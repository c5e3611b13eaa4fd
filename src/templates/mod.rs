//! Built-in blog templates using Tera template engine
//!
//! The theme is embedded directly in the binary.

use anyhow::Result;
use serde::Serialize;
use std::collections::HashMap;
use tera::{Context, Tera};

use crate::config::SiteConfig;
use crate::helpers::{html_escape, post_path, url_for};
use crate::pages::BannerSize;

/// Template renderer with the embedded theme
pub struct TemplateRenderer {
    tera: Tera,
}

impl TemplateRenderer {
    /// Create a new renderer with all templates loaded
    pub fn new(config: &SiteConfig) -> Result<Self> {
        let mut tera = Tera::default();

        tera.add_raw_templates(vec![
            ("layout.html", include_str!("theme/layout.html")),
            ("index.html", include_str!("theme/index.html")),
            ("summaries.html", include_str!("theme/summaries.html")),
            ("post.html", include_str!("theme/post.html")),
            ("loading.html", include_str!("theme/loading.html")),
            ("not_found.html", include_str!("theme/not_found.html")),
            // Partials
            (
                "partials/header.html",
                include_str!("theme/partials/header.html"),
            ),
            (
                "partials/post_summary.html",
                include_str!("theme/partials/post_summary.html"),
            ),
        ])?;

        // Register custom filters
        tera.register_filter(
            "post_url",
            PostUrlFilter {
                config: config.clone(),
            },
        );

        Ok(Self { tera })
    }

    /// Render a template with given context
    pub fn render(&self, template_name: &str, context: &Context) -> Result<String> {
        Ok(self.tera.render(template_name, context)?)
    }
}

/// Tera filter: link to a post page from its uid
struct PostUrlFilter {
    config: SiteConfig,
}

impl tera::Filter for PostUrlFilter {
    fn filter(
        &self,
        value: &tera::Value,
        _args: &HashMap<String, tera::Value>,
    ) -> tera::Result<tera::Value> {
        let uid = tera::try_get_value!("post_url", "value", String, value);
        Ok(tera::Value::String(html_escape(&post_path(
            &self.config,
            &uid,
        ))))
    }

    /// Output is escaped here, without turning `/` into an entity
    fn is_safe(&self) -> bool {
        true
    }
}

/// Data structures for template context

#[derive(Debug, Clone, Serialize)]
pub struct SiteData {
    pub title: String,
    pub language: String,
    pub home_url: String,
    pub logo_url: String,
}

impl SiteData {
    pub fn from_config(config: &SiteConfig) -> Self {
        Self {
            title: config.title.clone(),
            language: config.language.clone(),
            home_url: url_for(config, "/"),
            logo_url: url_for(config, &config.logo),
        }
    }
}

#[derive(Debug, Clone, Serialize)]
pub struct BannerData {
    pub alt: String,
    pub width: u32,
    pub height: u32,
    /// Resize to the container once the image has loaded
    pub measure: bool,
}

impl BannerData {
    pub fn new(alt: Option<&str>, size: BannerSize) -> Self {
        let dimensions = size.dimensions();
        Self {
            alt: alt.unwrap_or_default().to_string(),
            width: dimensions.width,
            height: dimensions.height,
            measure: size.needs_measuring(),
        }
    }
}

#[cfg(test)]
mod tests {
    use super::*;
    use crate::content::{Dimensions, PostSummary};

    fn summary(uid: &str) -> PostSummary {
        PostSummary {
            uid: uid.to_string(),
            publication_date: None,
            title: "<Title>".to_string(),
            subtitle: "Sub".to_string(),
            author: "Ana".to_string(),
        }
    }

    #[test]
    fn test_post_url_filter_uses_root() {
        let config = SiteConfig {
            root: "/blog/".to_string(),
            ..Default::default()
        };
        let renderer = TemplateRenderer::new(&config).unwrap();

        let mut context = Context::new();
        context.insert("posts", &vec![summary("hello-world")]);
        let html = renderer.render("summaries.html", &context).unwrap();

        assert!(html.contains(r#"href="/blog/post/hello-world""#));
        // Autoescaping stays on for store text
        assert!(html.contains("&lt;Title&gt;"));
        assert!(!html.contains("<time>"));
    }

    #[test]
    fn test_post_url_filter_escapes_uid() {
        let renderer = TemplateRenderer::new(&SiteConfig::default()).unwrap();

        let mut context = Context::new();
        context.insert("posts", &vec![summary(r#"a"b"#)]);
        let html = renderer.render("summaries.html", &context).unwrap();

        assert!(html.contains(r#"href="/post/a&quot;b""#));
    }

    #[test]
    fn test_banner_data() {
        let known = BannerData::new(
            Some("Rocket"),
            BannerSize::Known(Dimensions {
                width: 1440,
                height: 600,
            }),
        );
        assert_eq!((known.width, known.height, known.measure), (1440, 600, false));
        assert_eq!(known.alt, "Rocket");

        let measured = BannerData::new(
            None,
            BannerSize::Measured {
                fallback: Dimensions {
                    width: 1120,
                    height: 400,
                },
            },
        );
        assert!(measured.measure);
        assert_eq!(measured.alt, "");
    }
}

• _TASK STATEMENT_
Repeat the listing. Keep each line precisely as shown.

• _RESULT OF THIS TASK_
repository c5e3611b13eaa4fd
filename src/templates/mod.rs
//! Built-in blog templates using Tera template engine
//!
//! The theme is embedded directly in the binary.

use anyhow::Result;
use serde::Serialize;
use std::collections::HashMap;
use tera::{Context, Tera};

use crate::config::SiteConfig;
use crate::helpers::{html_escape, post_path, url_for};
use crate::pages::BannerSize;

/// Template renderer with the embedded theme
pub struct TemplateRenderer {
    tera: Tera,
}

impl TemplateRenderer {
    /// Create a new renderer with all templates loaded
    pub fn new(config: &SiteConfig) -> Result<Self> {
        let mut tera = Tera::default();

        tera.add_raw_templates(vec![
            ("layout.html", include_str!("theme/layout.html")),
            ("index.html", include_str!("theme/index.html")),
            ("summaries.html", include_str!("theme/summaries.html")),
            ("post.html", include_str!("theme/post.html")),
            ("loading.html", include_str!("theme/loading.html")),
            ("not_found.html", include_str!("theme/not_found.html")),
            // Partials
            (
                "partials/header.html",
                include_str!("theme/partials/header.html"),
            ),
            (
                "partials/post_summary.html",
                include_str!("theme/partials/post_summary.html"),
            ),
        ])?;

        // Register custom filters
        tera.register_filter(
            "post_url",
            PostUrlFilter {
                config: config.clone(),
            },
        );

        Ok(Self { tera })
    }

    /// Render a template with given context
    pub fn render(&self, template_name: &str, context: &Context) -> Result<String> {
        Ok(self.tera.render(template_name, context)?)
    }
}

/// Tera filter: link to a post page from its uid
struct PostUrlFilter {
    config: SiteConfig,
}

impl tera::Filter for PostUrlFilter {
    fn filter(
        &self,
        value: &tera::Value,
        _args: &HashMap<String, tera::Value>,
    ) -> tera::Result<tera::Value> {
        let uid = tera::try_get_value!("post_url", "value", String, value);
        Ok(tera::Value::String(html_escape(&post_path(
            &self.config,
            &uid,
        ))))
    }

    /// Output is escaped here, without turning `/` into an entity
    fn is_safe(&self) -> bool {
        true
    }
}

/// Data structures for template context

#[derive(Debug, Clone, Serialize)]
pub struct SiteData {
    pub title: String,
    pub language: String,
    pub home_url: String,
    pub logo_url: String,
}

impl SiteData {
    pub fn from_config(config: &SiteConfig) -> Self {
        Self {
            title: config.title.clone(),
            language: config.language.clone(),
            home_url: url_for(config, "/"),
            logo_url: url_for(config, &config.logo),
        }
    }
}

#[derive(Debug, Clone, Serialize)]
pub struct BannerData {
    pub alt: String,
    pub width: u32,
    pub height: u32,
    /// Resize to the container once the image has loaded
    pub measure: bool,
}

impl BannerData {
    pub fn new(alt: Option<&str>, size: BannerSize) -> Self {
        let dimensions = size.dimensions();
        Self {
            alt: alt.unwrap_or_default().to_string(),
            width: dimensions.width,
            height: dimensions.height,
            measure: size.needs_measuring(),
        }
    }
}

#[cfg(test)]
mod tests {
    use super::*;
    use crate::content::{Dimensions, PostSummary};

    fn summary(uid: &str) -> PostSummary {
        PostSummary {
            uid: uid.to_string(),
            publication_date: None,
            title: "<Title>".to_string(),
            subtitle: "Sub".to_string(),
            author: "Ana".to_string(),
        }
    }

    #[test]
    fn test_post_url_filter_uses_root() {
        let config = SiteConfig {
            root: "/blog/".to_string(),
            ..Default::default()
        };
        let renderer = TemplateRenderer::new(&config).unwrap();

        let mut context = Context::new();
        context.insert("posts", &vec![summary("hello-world")]);
        let html = renderer.render("summaries.html", &context).unwrap();

        assert!(html.contains(r#"href="/blog/post/hello-world""#));
        // Autoescaping stays on for store text
        assert!(html.contains("&lt;Title&gt;"));
        assert!(!html.contains("<time>"));
    }

    #[test]
    fn test_post_url_filter_escapes_uid() {
        let renderer = TemplateRenderer::new(&SiteConfig::default()).unwrap();

        let mut context = Context::new();
        context.insert("posts", &vec![summary(r#"a"b"#)]);
        let html = renderer.render("summaries.html", &context).unwrap();

        assert!(html.contains(r#"href="/post/a&quot;b""#));
    }

    #[test]
    fn test_banner_data() {
        let known = BannerData::new(
            Some("Rocket"),
            BannerSize::Known(Dimensions {
                width: 1440,
                height: 600,
            }),
        );
        assert_eq!((known.width, known.height, known.measure), (1440, 600, false));
        assert_eq!(known.alt, "Rocket");

        let measured = BannerData::new(
            None,
            BannerSize::Measured {
                fallback: Dimensions {
                    width: 1120,
                    height: 400,
                },
            },
        );
        assert!(measured.measure);
        assert_eq!(measured.alt, "");
    }
}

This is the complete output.